Bon, passée l’euphorie de la victoire de David sur Goliath, je m’attaque à la vaisselle dans mon évier et là… poin poin poin poin … La vaisselle garde après rincage un petit film gras et les verres ont l’allure voilée. Je rince, je rince. Rien n’y fait. Au final, je dépense plus de temps, d’énergie et d’eau à rincer ce liquide vaisselle surgras.

Zéro déchet 0 / Modernité 1

J’ai aussi pris conscience que l’extraction de matières premières nécessaire à la fabrication du moindre objet manufacturé a un coût : en premier lieu, celui de l’appauvrissement des sols et, bien évidemment ensuite, celui de l’augmentation des déchets produits. Alors dès qu’une envie d’acheter me taraude, je tente de me tourner vers le marché d’occasion (ce qui encourage aussi  l’économie circulaire et solidaire) ou les marques éthiques et durables plutôt que vers le neuf. Même si question lingerie et chaussettes, je faile encore pas mal… Les marques éthiques et durables ont un coût (mais la qualité aussi…) largement supérieur comparé aux marques conventionnelles.

Verdict ?

J’étais un peu sceptique au départ, je suis une ultra-convaincue à l’arrivée même si pas encore ultra-performante. La bonne nouvelle, c’est que je fais des émules, d’abord dubitatifs devant mon tawashi (éponge tricoté avec des vieux collants), certains de mes amis s’y mettent doucement, à leur rythme.

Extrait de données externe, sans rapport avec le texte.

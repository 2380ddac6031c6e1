use super::layout;
use crate::service::Dashboard;

pub fn home(counts: &Dashboard) -> String {
    let content = format!(
        "<p>Welcome to <em>LocalLibrary</em>, a very basic library catalog.</p>\
         <h2>Dynamic content</h2>\
         <p>The library has the following record counts:</p>\
         <ul>\
         <li><strong>Books:</strong> {}</li>\
         <li><strong>Copies:</strong> {}</li>\
         <li><strong>Copies available:</strong> {}</li>\
         <li><strong>Authors:</strong> {}</li>\
         <li><strong>Genres:</strong> {}</li>\
         </ul>",
        counts.books, counts.copies, counts.copies_available, counts.authors, counts.genres
    );
    layout("Local Library Home", &content)
}
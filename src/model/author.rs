use super::{format_display_date, require};
use crate::error::StoreError;
use chrono::NaiveDate;
use uuid::Uuid;

#[derive(Clone, Debug, PartialEq, Eq)]
pub struct Author {
    pub id: Uuid,
    pub first_name: String,
    pub family_name: String,
    pub date_of_birth: Option<NaiveDate>,
    pub date_of_death: Option<NaiveDate>,
}

#[derive(Clone, Debug, PartialEq, Eq)]
pub struct AuthorRecord {
    pub first_name: String,
    pub family_name: String,
    pub date_of_birth: Option<NaiveDate>,
    pub date_of_death: Option<NaiveDate>,
}

impl AuthorRecord {
    pub fn check_required(&self) -> Result<(), StoreError> {
        require("first_name", &self.first_name)?;
        require("family_name", &self.family_name)
    }

    pub fn with_id(self, id: Uuid) -> Author {
        Author {
            id,
            first_name: self.first_name,
            family_name: self.family_name,
            date_of_birth: self.date_of_birth,
            date_of_death: self.date_of_death,
        }
    }
}

impl Author {
    /// "family_name, first_name".
    pub fn name(&self) -> String {
        format!("{}, {}", self.family_name, self.first_name)
    }

    /// Birth and death dates joined by " - "; unknown ends are left blank,
    /// and an author with neither date has an empty lifespan.
    pub fn lifespan(&self) -> String {
        if self.date_of_birth.is_none() && self.date_of_death.is_none() {
            return String::new();
        }
        format!(
            "{} - {}",
            self.date_of_birth.map(format_display_date).unwrap_or_default(),
            self.date_of_death.map(format_display_date).unwrap_or_default()
        )
    }

    pub fn url(&self) -> String {
        format!("/catalog/author/{}", self.id)
    }
}

#[cfg(test)]
mod tests {
    use super::*;

    fn author(birth: Option<NaiveDate>, death: Option<NaiveDate>) -> Author {
        AuthorRecord {
            first_name: "Isaac".into(),
            family_name: "Asimov".into(),
            date_of_birth: birth,
            date_of_death: death,
        }
        .with_id(Uuid::new_v4())
    }

    #[test]
    fn name_is_family_then_first() {
        assert_eq!(author(None, None).name(), "Asimov, Isaac");
    }

    #[test]
    fn lifespan_handles_unknown_dates() {
        let birth = NaiveDate::from_ymd_opt(1920, 1, 2);
        let death = NaiveDate::from_ymd_opt(1992, 4, 6);
        assert_eq!(author(birth, death).lifespan(), "Jan 2, 1920 - Apr 6, 1992");
        assert_eq!(author(birth, None).lifespan(), "Jan 2, 1920 - ");
        assert_eq!(author(None, death).lifespan(), " - Apr 6, 1992");
        assert_eq!(author(None, None).lifespan(), "");
    }

    #[test]
    fn blank_names_fail_required_check() {
        let record = AuthorRecord {
            first_name: "  ".into(),
            family_name: "Asimov".into(),
            date_of_birth: None,
            date_of_death: None,
        };
        assert!(matches!(
            record.check_required(),
            Err(StoreError::Validation("first_name"))
        ));
    }
}
//! Router assembly: catalog pages, operational routes, and the layers around them.

mod catalog;
mod common;

pub use catalog::catalog_routes;
pub use common::common_routes;

use crate::config::AppConfig;
use crate::error::{AppError, ErrorReport};
use crate::state::AppState;
use crate::views;
use axum::{
    extract::{Request, State},
    http::header::CONTENT_TYPE,
    middleware::{self, Next},
    response::{Html, IntoResponse, Response},
    Router,
};
use tower::ServiceBuilder;
use tower_http::{limit::RequestBodyLimitLayer, trace::TraceLayer};

async fn fallback() -> AppError {
    AppError::NotFound("page".into())
}

/// Turn error responses into the HTML error page. Responses that are already
/// pages (rejected forms) or JSON (readiness) pass through.
async fn error_pages(State(state): State<AppState>, request: Request, next: Next) -> Response {
    let response = next.run(request).await;
    let status = response.status();
    if !status.is_client_error() && !status.is_server_error() {
        return response;
    }
    let report = response
        .extensions()
        .get::<ErrorReport>()
        .map(|report| report.message.clone());
    let message = match report {
        Some(message) => Some(message),
        None => {
            let content_type = response
                .headers()
                .get(CONTENT_TYPE)
                .and_then(|v| v.to_str().ok())
                .unwrap_or_default();
            if content_type.starts_with("text/html") || content_type.starts_with("application/json") {
                return response;
            }
            status.canonical_reason().map(str::to_string)
        }
    };
    let message = message.filter(|_| state.expose_errors);
    (status, Html(views::error::error_page(status, message.as_deref()))).into_response()
}

/// The full application router.
pub fn app(state: AppState, config: &AppConfig) -> Router {
    Router::new()
        .merge(catalog_routes())
        .merge(common_routes())
        .fallback(fallback)
        .layer(
            ServiceBuilder::new()
                .layer(TraceLayer::new_for_http())
                .layer(middleware::from_fn_with_state(state.clone(), error_pages))
                .layer(RequestBodyLimitLayer::new(config.body_limit)),
        )
        .with_state(state)
}
//! Page assembly, form validation and delete integrity over a [`crate::store::CatalogStore`].

mod assembly;
pub mod forms;
mod integrity;
pub mod validation;

pub use assembly::{
    AuthorDetail, BookChoices, BookDetail, BookListEntry, CopyView, Dashboard, GenreChoice,
    GenreDetail, ViewAssembly,
};
pub use forms::{AuthorForm, BookForm, BookInstanceForm, GenreForm, Rejected};
pub use integrity::IntegrityGuard;
pub use validation::{FieldError, FieldErrors};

Le zéro déchet, ça m’a permis de revoir mon rapport à l’achat et aux objets. Je me suis réappropriée mes besoins en laissant de côté les sirènes de la société de consommation qui nous dit constamment qu’on a besoin d’acheter tel et tel truc pour être heureux. Et je fais ma part tel le colibri pour la planète.

Avec le zéro déchet, j’ai gagné une vie plus simple, moins chère et plus respecteuse de l’humain et de la planète : parce que, petit rappel, sur les 30 millions de tonnes de déchets ménagers qui sont générés chaque année en France, 66% des déchets produits finissent traités en décharge ou incinération. (pour en savoir plus, lien).